RobotLocomotion / drake

Model-based design and verification for robotics.
https://drake.mit.edu
Other
3.25k stars 1.26k forks source link

[render_vtk] Unit test failure on Mac Ventura M1 #19424

Open jwnimmer-tri opened 1 year ago

jwnimmer-tri commented 1 year ago

Part of #18327. For prior art see #17566.

We're not sure if this is our buggy code, or buggy graphics driver stack, or buggy CI hardware, or etc.

For now, I'm going to nerf the test to get CI passing.

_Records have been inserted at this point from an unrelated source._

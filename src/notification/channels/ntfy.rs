//! ntfy 推送渠道

use crate::config::NtfyConfig;
use crate::notification::backend::{ensure_success, send_cancellable, Backend, DeliveryError, DeliverySettings};
use crate::notification::formatter::MessageFormatter;
use crate::notification::payload::{EventCategory, NotificationPayload};
use crate::notification::truncate::{truncate, truncate_title, TruncateDirection};
use async_trait::async_trait;
use tokio_util::sync::CancellationToken;
use tracing::debug;

/// ntfy 消息体上限
pub const NTFY_MAX_BODY: usize = 4096;

/// ntfy 推送渠道
pub struct NtfyChannel {
    config: NtfyConfig,
    client: reqwest::Client,
}

impl NtfyChannel {
    /// 创建 ntfy 渠道
    pub fn new(config: NtfyConfig, client: reqwest::Client) -> Self {
        Self { config, client }
    }

    /// 发布地址：`{server}/{topic}`
    pub fn topic_url(&self) -> String {
        format!(
            "{}/{}",
            self.config.server.trim_end_matches('/'),
            self.config.topic
        )
    }

    /// 未配置时按类别决定：需要人处理的用高优先级
    pub fn priority_for(&self, category: EventCategory) -> u8 {
        self.config.priority.unwrap_or(match category {
            EventCategory::Error | EventCategory::PermissionRequest => 5,
            EventCategory::ClarificationRequest => 4,
            EventCategory::TaskComplete | EventCategory::SubtaskComplete => 3,
        })
    }

    /// 配置的标签加上类别标签
    pub fn tags_for(&self, category: EventCategory) -> String {
        let mut tags = self.config.tags.clone();
        let emoji = match category {
            EventCategory::TaskComplete | EventCategory::SubtaskComplete => "white_check_mark",
            EventCategory::Error => "x",
            EventCategory::PermissionRequest => "lock",
            EventCategory::ClarificationRequest => "question",
        };
        tags.push(emoji.to_string());
        tags.join(",")
    }

    /// 消息体带耗时尾注，按方向截断
    pub fn build_body(payload: &NotificationPayload, direction: TruncateDirection) -> String {
        truncate(&MessageFormatter::body_with_footer(payload), NTFY_MAX_BODY, direction)
    }
}

#[async_trait]
impl Backend for NtfyChannel {
    async fn deliver(
        &self,
        settings: &DeliverySettings,
        payload: &NotificationPayload,
        cancel: CancellationToken,
    ) -> Result<(), DeliveryError> {
        let title = truncate_title(&payload.title);
        let body = Self::build_body(payload, settings.truncate_direction);

        let mut request = self
            .client
            .post(self.topic_url())
            .header("Title", title)
            .header("Priority", self.priority_for(payload.category).to_string())
            .header("Tags", self.tags_for(payload.category))
            .body(body);
        if let Some(token) = &self.config.token {
            request = request.bearer_auth(token);
        }

        debug!(channel = "ntfy", topic = %self.config.topic, "Sending ntfy notification");
        let response = send_cancellable(request, &cancel).await?;
        ensure_success(response).await?;
        Ok(())
    }
}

[ RUN      ] RenderEngineVtkTest.BoxTest
geometry/render_vtk/test/internal_render_engine_vtk_test.cc:328: Failure
Value of: CompareColor(expected_outlier_color_, color, screen_coord)
  Actual: false (Expected: (0, 0, 0, 255) at (10, 10), tested: (254, 127, 0, 255) with tolerance: 1.0009999999999999)
Expected: true
Color at: (10, 10) for test: Box test - diffuse color
geometry/render_vtk/test/internal_render_engine_vtk_test.cc:331: Failure
Value of: IsExpectedDepth(depth, screen_coord, expected_outlier_depth_, kDepthTolerance)
  Actual: false (Expected depth at (10, 10) to be 3. Found inf. Difference inf is greater than tolerance 0.0010000000474974513)
Expected: true
Depth at: (10, 10) for test: Box test - diffuse color
geometry/render_vtk/test/internal_render_engine_vtk_test.cc:333: Failure
Expected equality of these values:
  label.at(x, y)[0]
    Which is: 32766
  expected_outlier_label_
    Which is: 32764
Label at: (10, 10) for test: Box test - diffuse color
geometry/render_vtk/test/internal_render_engine_vtk_test.cc:328: Failure
Value of: CompareColor(expected_outlier_color_, color, screen_coord)
  Actual: false (Expected: (0, 0, 0, 255) at (10, 469), tested: (254, 127, 0, 255) with tolerance: 1.0009999999999999)
Expected: true
Color at: (10, 469) for test: Box test - diffuse color
geometry/render_vtk/test/internal_render_engine_vtk_test.cc:331: Failure
Value of: IsExpectedDepth(depth, screen_coord, expected_outlier_depth_, kDepthTolerance)
  Actual: false (Expected depth at (10, 469) to be 3. Found inf. Difference inf is greater than tolerance 0.0010000000474974513)
Expected: true
Depth at: (10, 469) for test: Box test - diffuse color
geometry/render_vtk/test/internal_render_engine_vtk_test.cc:333: Failure
Expected equality of these values:
  label.at(x, y)[0]
    Which is: 32766
  expected_outlier_label_
    Which is: 32764
Label at: (10, 469) for test: Box test - diffuse color
[  FAILED  ] RenderEngineVtkTest.BoxTest (3880 ms)
EricCousineau-TRI commented 1 year ago

Assigning Zach for triage / delegation per component lead chart

jwnimmer-tri commented 1 year ago

Since we're not sure if this is a broken CI machine or not, I'll change the assignment to @svenevs for the moment, and move this to the project board. I don't think it'll be urgent.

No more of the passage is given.